Teacher Unions Support Progressive Taxation, but Maintain Flat-Rate Membership Dues Structure
Study shows lowest-paid teachers can pay up to 140 percent more of their salary than highest-paid teachers in membership dues
BOSTON – A new study published by Pioneer Institute finds that despite backing progressive taxation initiatives, Massachusetts teacher unions use regressive methods to collect revenue from their own members.
“The Massachusetts Teachers Association (MTA) was the top contributor to a failed initiative to establish a graduated income tax in 2018,” said Pioneer Executive Director Jim Stergios. “They have been part of similar efforts numerous times in the past and are again supportive of a new effort to do so this year. Yet their members all pay flat dues, regardless of annual salary.”
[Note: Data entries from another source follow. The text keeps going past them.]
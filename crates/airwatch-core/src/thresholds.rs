//! Severity bands for ppm readings.
//!
//! This module classifies a concentration into a [`Band`] using two upper
//! bounds. Both bounds are inclusive: a value equal to a bound belongs to the
//! lower band.
//!
//! # Example
//!
//! ```
//! use airwatch_core::{Band, Thresholds};
//!
//! let thresholds = Thresholds::default();
//! assert_eq!(thresholds.evaluate(300.0), Band::Good);
//! assert_eq!(thresholds.evaluate(300.5), Band::Medium);
//! assert_eq!(thresholds.evaluate(601.0), Band::Bad);
//! ```

use serde::{Deserialize, Serialize};

use airwatch_types::{Band, DisplayColor};

use crate::config::ConfigIssue;

/// Configuration for band boundaries.
#[derive(Debug, Clone, Copy, PartialEq, Serialize, Deserialize)]
#[serde(default)]
pub struct ThresholdConfig {
    /// Upper bound for Good.
    pub good_max: f64,
    /// Upper bound for Medium.
    pub medium_max: f64,
    // Above medium_max is Bad
}

impl Default for ThresholdConfig {
    fn default() -> Self {
        Self {
            good_max: 300.0,
            medium_max: 600.0,
        }
    }
}

impl ThresholdConfig {
    /// Check that both bounds are finite and ordered.
    pub fn validate(&self) -> crate::error::Result<()> {
        match self.issues().into_iter().next() {
            Some(issue) => Err(crate::error::Error::InvalidConfig(issue.to_string())),
            None => Ok(()),
        }
    }

    pub(crate) fn issues(&self) -> Vec<ConfigIssue> {
        if !self.good_max.is_finite() || !self.medium_max.is_finite() {
            return vec![ConfigIssue::new("thresholds", "bounds must be finite")];
        }
        if self.good_max > self.medium_max {
            return vec![ConfigIssue::new(
                "good_max",
                format!("({}) must not exceed medium_max ({})", self.good_max, self.medium_max),
            )];
        }
        Vec::new()
    }
}

/// Result of classifying a single value.
#[derive(Debug, Clone, Copy, PartialEq, Eq, Serialize, Deserialize)]
pub struct Classification {
    /// Severity band.
    pub band: Band,
    /// Color a renderer should draw the value with.
    pub color: DisplayColor,
}

impl From<Band> for Classification {
    fn from(band: Band) -> Self {
        Self {
            band,
            color: band.color(),
        }
    }
}

/// Threshold evaluator for ppm values.
#[derive(Debug, Clone, Copy, Default)]
pub struct Thresholds {
    config: ThresholdConfig,
}

impl Thresholds {
    /// Create a new threshold evaluator with the given configuration.
    pub fn new(config: ThresholdConfig) -> Self {
        Self { config }
    }

    /// Get the configuration.
    pub fn config(&self) -> &ThresholdConfig {
        &self.config
    }

    /// Evaluate the band of a value.
    ///
    /// There is no input validation: negative values land in Good and
    /// NaN lands in Bad since it fails both comparisons.
    pub fn evaluate(&self, ppm: f64) -> Band {
        if ppm <= self.config.good_max {
            Band::Good
        } else if ppm <= self.config.medium_max {
            Band::Medium
        } else {
            Band::Bad
        }
    }

    /// Evaluate the band and its display color.
    pub fn classify(&self, ppm: f64) -> Classification {
        self.evaluate(ppm).into()
    }

    /// Check if a value is above the upper bound of `band`.
    pub fn exceeds_threshold(&self, ppm: f64, band: Band) -> bool {
        match band {
            Band::Good => ppm > self.config.good_max,
            Band::Medium => ppm > self.config.medium_max,
            Band::Bad => false, // No upper bound
        }
    }
}

/// Classify with the default bounds (300 / 600 ppm).
pub fn classify(ppm: f64) -> Classification {
    Thresholds::default().classify(ppm)
}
In “Unions Are Not Progressive When It Comes to Their Members,” author Rebekah Paxton finds that for teachers making minimum salaries in the surveyed school districts, union dues can represent up to 2.1 percent of their pre-tax salary. For those within the same sample who make the maximum salaries, union dues account for as little as 0.7 percent of their salary. Therefore, the percentage of salary paid in dues is higher for lower earners than for higher earners.
For example, a Wayland teacher who earns the minimum amount on the district salary schedule spends 1.7 percent of pay on membership dues. A teacher making the maximum possible salary spends just 0.7 percent of pay on dues.
“The lowest-paid teachers have more than double the dues burden of the highest-paid teachers – up to 140 percent higher,” said Paxton. “This directly contradicts the concept behind the graduated income tax that state teacher unions have historically backed.”
While salary schedules and union dues vary slightly from district to district, all union members pay the same dues amount to both the MTA and its parent organization, the National Education Association, regardless of school district salary schedules. “This further exacerbates the differentials between highest and lowest earners,” Paxton said.
Differing dues burdens for minimum- and maximum-salary earners reveal that Massachusetts teacher unions themselves have a regressive revenue collection model. The report concludes that while union leaders support progressive taxation, they are unwilling to implement the same approach when it comes to their own revenue.
About the Author
Rebekah Paxton is a Research Assistant at Pioneer Institute. She first joined Pioneer in 2017 as a Roger Perry intern, writing about government transparency and higher education within the Commonwealth. Since then, she has worked on various research projects under PioneerPublic and PioneerOpportunity, in areas of state finance, public policy, and labor relations. She recently earned an M.A. in Political Science and a B.A. in Political Science and Economics, from Boston University, where she graduated summa cum laude.
Pioneer Institute is an independent, non-partisan, privately funded research organization that seeks to improve the quality of life in Massachusetts through civic discourse and intellectually rigorous, data-driven public policy solutions based on free market principles, individual liberty and responsibility, and the ideal of effective, limited and accountable government.